PROBLEM DETAILS: Where the string "resolver" appears in a line of the data, show that line.

DATA PROVIDED:
────────

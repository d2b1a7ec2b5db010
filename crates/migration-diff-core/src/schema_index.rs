//! A memoizing `path → (schema node, FieldRules)` index over a resolved schema.

use std::cell::RefCell;
use std::collections::HashMap;

use serde_json::Value;

use crate::error::EngineError;
use crate::path::Segment;
use crate::resolver::SchemaResolver;
use crate::rules::{extract_field_rules, FieldRules};

/// Built once per invocation; descends the schema tree on demand and caches
/// the result of each descent by its path string.
pub struct SchemaIndex<'a> {
    resolver: SchemaResolver<'a>,
    root: &'a Value,
    cache: RefCell<HashMap<String, Option<(Value, FieldRules)>>>,
}

impl<'a> SchemaIndex<'a> {
    pub fn new(root: &'a Value, max_depth: usize) -> Self {
        Self {
            resolver: SchemaResolver::new(root, max_depth),
            root,
            cache: RefCell::new(HashMap::new()),
        }
    }

    /// Resolve the schema node and decoded rules for `path`, descending from
    /// the root and inheriting rules along the way. Returns `None` if the
    /// path cannot be navigated over the schema (e.g. no child schema
    /// exists for that step) — the default, rule-free `FieldRules` is the
    /// caller's fallback in that case.
    pub fn node_and_rules(&self, path: &str) -> Result<Option<(Value, FieldRules)>, EngineError> {
        if let Some(hit) = self.cache.borrow().get(path) {
            return Ok(hit.clone());
        }

        let segments = crate::path::parse_segments(path);
        let result = self.descend(&segments, path)?;
        self.cache
            .borrow_mut()
            .insert(path.to_string(), result.clone());
        Ok(result)
    }

    /// Convenience wrapper returning just the rules, defaulting when no
    /// schema node covers this path.
    pub fn rules_for_path(&self, path: &str) -> Result<FieldRules, EngineError> {
        Ok(self
            .node_and_rules(path)?
            .map(|(_, rules)| rules)
            .unwrap_or_default())
    }

    fn descend(
        &self,
        segments: &[Segment],
        full_path: &str,
    ) -> Result<Option<(Value, FieldRules)>, EngineError> {
        let resolved_root = self.resolver.resolve(self.root, "$")?.clone();
        let mut node = resolved_root;
        let mut rules = extract_field_rules(&node, None);

        for segment in segments {
            let next = match segment {
                Segment::Key(name) => step_into_property(&node, name),
                Segment::Index(_) | Segment::Filter(_) => step_into_items(&node),
            };
            let Some(child) = next else {
                return Ok(None);
            };
            let resolved_child = self.resolver.resolve(&child, full_path)?.clone();
            rules = extract_field_rules(&resolved_child, Some(&rules));
            node = resolved_child;
        }

        Ok(Some((node, rules)))
    }
}

fn step_into_property(node: &Value, name: &str) -> Option<Value> {
    let properties = node.get("properties")?;
    if let Some(child) = properties.get(name) {
        return Some(child.clone());
    }
    node.get("additionalProperties").cloned()
}

fn step_into_items(node: &Value) -> Option<Value> {
    node.get("items").cloned()
}

#[cfg(test)]
mod tests {
    use super::*;
    use serde_json::json;

    #[test]
    fn resolves_nested_property_rules() {
        let schema = json!({
            "type": "object",
            "properties": {
                "total": { "type": "number", "x-migration-precision": 0.01 }
            }
        });
        let index = SchemaIndex::new(&schema, 10);
        let rules = index.rules_for_path("$.total").unwrap();
        assert_eq!(rules.precision, Some(0.01));
    }

    #[test]
    fn falls_back_to_additional_properties() {
        let schema = json!({
            "type": "object",
            "additionalProperties": { "x-migration-strategy": "ignore" }
        });
        let index = SchemaIndex::new(&schema, 10);
        let rules = index.rules_for_path("$.anything").unwrap();
        assert_eq!(rules.strategy, crate::rules::Strategy::Ignore);
    }

    #[test]
    fn descends_into_array_items() {
        let schema = json!({
            "type": "array",
            "items": { "x-migration-precision": 0.5 }
        });
        let index = SchemaIndex::new(&schema, 10);
        let rules = index.rules_for_path("$[0]").unwrap();
        assert_eq!(rules.precision, Some(0.5));
    }

    #[test]
    fn missing_schema_node_returns_none() {
        let schema = json!({ "type": "object", "properties": {} });
        let index = SchemaIndex::new(&schema, 10);
        assert!(index.node_and_rules("$.nope").unwrap().is_none());
    }

    #[test]
    fn caches_repeated_lookups() {
        let schema = json!({
            "type": "object",
            "properties": { "a": { "x-migration-precision": 1.0 } }
        });
        let index = SchemaIndex::new(&schema, 10);
        let first = index.rules_for_path("$.a").unwrap();
        let second = index.rules_for_path("$.a").unwrap();
        assert_eq!(first.precision, second.precision);
    }

    #[test]
    fn resolves_ref_along_descent() {
        let schema = json!({
            "type": "object",
            "properties": { "a": { "$ref": "#/components/schemas/A" } },
            "components": {
                "schemas": { "A": { "x-migration-precision": 0.25 } }
            }
        });
        let index = SchemaIndex::new(&schema, 10);
        let rules = index.rules_for_path("$.a").unwrap();
        assert_eq!(rules.precision, Some(0.25));
    }

    #[test]
    fn inherits_rules_through_nesting() {
        let schema = json!({
            "type": "object",
            "x-migration-inherit-rules": true,
            "x-migration-case-insensitive": true,
            "properties": {
                "child": {
                    "type": "object",
                    "x-migration-inherit-rules": true,
                    "properties": { "leaf": {} }
                }
            }
        });
        let index = SchemaIndex::new(&schema, 10);
        let rules = index.rules_for_path("$.child.leaf").unwrap();
        assert!(rules.case_insensitive);
    }
}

────────

FINAL ANSWER:
use crate::resolver::SchemaResolver;
    resolver: SchemaResolver<'a>,
            resolver: SchemaResolver::new(root, max_depth),
        let resolved_root = self.resolver.resolve(self.root, "$")?.clone();
            let resolved_child = self.resolver.resolve(&child, full_path)?.clone();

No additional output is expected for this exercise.